Addressing over 100 students in Ujamaa Residential College, President Elizabeth Garrett and vice president for student and campus life Ryan Lombardi discussed the potential for a University-wide diversity course requirement, the need to increase Cornell’s diversity and racial tensions on college campuses around the country.

“It seemed like a particularly appropriate time to come and talk to you all,” Garrett said. “We’re here to talk about about the things we’re doing now and what new things we ought to be doing to make sure this is a campus that lives up to our ideals of diversity and inclusion.”
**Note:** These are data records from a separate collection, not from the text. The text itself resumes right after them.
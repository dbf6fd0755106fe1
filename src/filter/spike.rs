use crate::error::{ensure_positive, Result};
use crate::shared::Sample;

use super::Filter;

/// Holds the last good value through short outliers.
///
/// A jump larger than `threshold` is replaced by the last accepted value.
/// The replacement is allowed for `spike_count_limit + 1` samples in a row;
/// after that the new level is accepted, so a real, sustained change in pitch
/// always gets through.
#[derive(Clone, Debug)]
pub struct SpikeFilter {
    threshold: f32,
    spike_count_limit: u32,
    last_valid: Option<f32>,
    spike_count: u32,
}

impl SpikeFilter {
    pub fn new(threshold: f32, spike_count_limit: u32) -> Result<Self> {
        ensure_positive("spike threshold", threshold as f64)?;
        ensure_positive("spike count limit", spike_count_limit as f64)?;
        Ok(Self {
            threshold,
            spike_count_limit,
            last_valid: None,
            spike_count: 0,
        })
    }

    pub fn last_valid(&self) -> Option<f32> {
        self.last_valid
    }

    pub fn spike_count(&self) -> u32 {
        self.spike_count
    }
}

impl Filter for SpikeFilter {
    fn smooth(&mut self, sample: Sample) -> Sample {
        // gaps pass through and leave the history alone
        let Sample::Value(value) = sample else {
            return sample;
        };

        match self.last_valid {
            Some(prev)
                if (value - prev).abs() > self.threshold
                    && self.spike_count <= self.spike_count_limit =>
            {
                self.spike_count += 1;
                log::trace!("spike {value} held at {prev} ({} in a row)", self.spike_count);
                Sample::Value(prev)
            }
            _ => {
                self.last_valid = Some(value);
                self.spike_count = 0;
                Sample::Value(value)
            }
        }
    }

    fn reset(&mut self) {
        self.last_valid = None;
        self.spike_count = 0;
    }
}

#[cfg(test)]
mod tests {
    use super::*;

    fn run(filter: &mut SpikeFilter, input: &[f32]) -> Vec<f32> {
        input
            .iter()
            .map(|&v| filter.smooth(Sample::Value(v)).value().unwrap())
            .collect()
    }

    #[test]
    fn constant_stream_passes_through() {
        let mut f = SpikeFilter::new(15.0, 3).unwrap();
        assert_eq!(run(&mut f, &[220.0; 6]), vec![220.0; 6]);
    }

    #[test]
    fn isolated_spike_is_suppressed() {
        let mut f = SpikeFilter::new(15.0, 1).unwrap();
        let out = run(&mut f, &[220.0, 440.0, 221.0]);
        assert_eq!(out, vec![220.0, 220.0, 221.0]);
        assert_eq!(f.spike_count(), 0);
    }

    #[test]
    fn sustained_jump_is_eventually_accepted() {
        let mut f = SpikeFilter::new(15.0, 2).unwrap();
        // limit 2 holds three samples (counts 0, 1, 2 are all <= limit), the fourth wins
        let out = run(&mut f, &[220.0, 330.0, 330.0, 330.0, 330.0, 330.0]);
        assert_eq!(out, vec![220.0, 220.0, 220.0, 220.0, 330.0, 330.0]);
        assert_eq!(f.last_valid(), Some(330.0));
    }

    #[test]
    fn first_sample_is_never_a_spike() {
        let mut f = SpikeFilter::new(1.0, 1).unwrap();
        assert_eq!(f.smooth(Sample::Value(1000.0)), Sample::Value(1000.0));
    }

    #[test]
    fn no_signal_does_not_touch_state() {
        let mut f = SpikeFilter::new(15.0, 1).unwrap();
        f.smooth(Sample::Value(220.0));
        f.smooth(Sample::Value(500.0));
        assert_eq!(f.spike_count(), 1);
        assert_eq!(f.smooth(Sample::NoSignal), Sample::NoSignal);
        assert_eq!(f.spike_count(), 1);
        assert_eq!(f.last_valid(), Some(220.0));
    }

    #[test]
    fn small_moves_are_tracked() {
        let mut f = SpikeFilter::new(15.0, 3).unwrap();
        assert_eq!(run(&mut f, &[220.0, 230.0, 240.0, 250.0]), vec![220.0, 230.0, 240.0, 250.0]);
    }

    #[test]
    fn reset_forgets_history() {
        let mut f = SpikeFilter::new(15.0, 3).unwrap();
        f.smooth(Sample::Value(220.0));
        f.reset();
        assert_eq!(f.smooth(Sample::Value(880.0)), Sample::Value(880.0));
    }

    #[test]
    fn rejects_non_positive_config() {
        assert!(SpikeFilter::new(0.0, 3).is_err());
        assert!(SpikeFilter::new(-5.0, 3).is_err());
        assert!(SpikeFilter::new(f32::NAN, 3).is_err());
        assert!(SpikeFilter::new(15.0, 0).is_err());
    }
}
Garrett said she received the letter of demands delivered by Black Students United Tuesday, and assured the group that she would respond to their requests by next Monday, the day requested in the letter. Stressing that she believes it is important to cultivate an atmosphere of empathy for students of color, Garrett also said she understands it is different “to live the life than to empathize.”
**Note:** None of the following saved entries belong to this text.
use crate::error::{ensure_positive, Result};
use crate::shared::Sample;

use super::Filter;

/// Snaps values to the grid `base + k * step`.
#[derive(Clone, Copy, Debug, PartialEq)]
pub struct QuantizeFilter {
    step: f32,
    base: f32,
}

impl QuantizeFilter {
    pub fn new(step: f32, base: f32) -> Result<Self> {
        ensure_positive("quantize step", step as f64)?;
        Ok(Self { step, base })
    }

    pub fn step(&self) -> f32 {
        self.step
    }

    pub fn base(&self) -> f32 {
        self.base
    }

    pub fn quantize(&self, value: f32) -> f32 {
        ((value - self.base) / self.step).round() * self.step + self.base
    }
}

impl Filter for QuantizeFilter {
    fn smooth(&mut self, sample: Sample) -> Sample {
        sample.map(|v| self.quantize(v))
    }

    // stateless
    fn reset(&mut self) {}
}

#[cfg(test)]
mod tests {
    use super::*;

    #[test]
    fn snaps_to_offset_grid() {
        let q = QuantizeFilter::new(0.5, -4.0).unwrap();
        assert_eq!(q.quantize(0.1), 0.0);
        assert_eq!(q.quantize(0.3), 0.5);
        assert_eq!(q.quantize(-3.9), -4.0);
        assert_eq!(q.quantize(3.76), 4.0);

        let q = QuantizeFilter::new(2.0, 1.0).unwrap();
        assert_eq!(q.quantize(2.2), 3.0);
        assert_eq!(q.quantize(-0.2), -1.0);
    }

    #[test]
    fn idempotent_and_on_grid() {
        let mut q = QuantizeFilter::new(0.5, -4.0).unwrap();
        for i in -200..200 {
            let x = i as f32 * 0.037;
            let once = q.smooth(Sample::Value(x));
            let twice = q.smooth(once);
            assert_eq!(once, twice, "x = {x}");

            let k = (once.value().unwrap() - q.base()) / q.step();
            assert!((k - k.round()).abs() < 1e-4, "x = {x} landed off grid");
        }
    }

    #[test]
    fn no_signal_passes_through() {
        let mut q = QuantizeFilter::new(1.0, 0.0).unwrap();
        assert_eq!(q.smooth(Sample::NoSignal), Sample::NoSignal);
    }

    #[test]
    fn non_positive_step_is_rejected() {
        assert!(QuantizeFilter::new(0.0, 0.0).is_err());
        assert!(QuantizeFilter::new(-0.5, 0.0).is_err());
    }
}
“Some of you know I clerked for Supreme Court Justice Thurgood Marshall,” she said. “I remember once he told me that he never had to look down at his hand to know he was an African American in this country, and that’s always kind of stuck with me. I want to hear from your lived experiences.”

Diversity Requirement

During the discussion, a student suggested that Cornell implement a mandatory diversity course for all incoming students, similar to the way in which the University currently requires freshman writing seminars and swim tests.

“You would think the President could just say that’s what we’re going to do,” Garrett responded. “There is no ability at the current time to have University-wide curriculum requirements. Each college sets its own requirements.”

However, she said the provost is also starting a strategic planning committee to reevaluate this policy.

“We will do everything we can to make sure you know how those processes work. I will not have things die because it just got too confusing,” she said. “I think we need to continue to talk about how to move forward on that and figure out how we feel about a University-wide requirement. I want to be very transparent on this.”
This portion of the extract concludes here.